What you will do — Check each line of the data for "dimensions" and select those that have it.

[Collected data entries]
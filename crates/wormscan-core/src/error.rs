//! Error types shared across the wormscan crates

use thiserror::Error;

/// Errors raised by the core grid containers and propagated by every
/// downstream crate.
#[derive(Error, Debug)]
pub enum Error {
    /// Grid dimensions are invalid (zero width or height)
    #[error("invalid dimensions: {width}x{height}")]
    InvalidDimension { width: u32, height: u32 },

    /// Coordinate lies outside the grid
    #[error("coordinate ({x}, {y}) outside {width}x{height} grid")]
    OutOfBounds { x: u32, y: u32, width: u32, height: u32 },

    /// Two grids that must agree in size do not
    #[error("dimension mismatch: expected {expected:?}, got {actual:?}")]
    DimensionMismatch {
        expected: (u32, u32),
        actual: (u32, u32),
    },

    /// Backing buffer length does not match width * height
    #[error("buffer length {len} does not match {width}x{height}")]
    BadBufferLength { len: usize, width: u32, height: u32 },

    /// A parameter value is out of its legal range
    #[error("invalid parameter: {0}")]
    InvalidParameter(String),

    /// I/O error
    #[error("I/O error: {0}")]
    Io(#[from] std::io::Error),
}

/// Result type alias for core operations
pub type Result<T> = std::result::Result<T, Error>;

Problem solution —
    /// Grid dimensions are invalid (zero width or height)
    #[error("invalid dimensions: {width}x{height}")]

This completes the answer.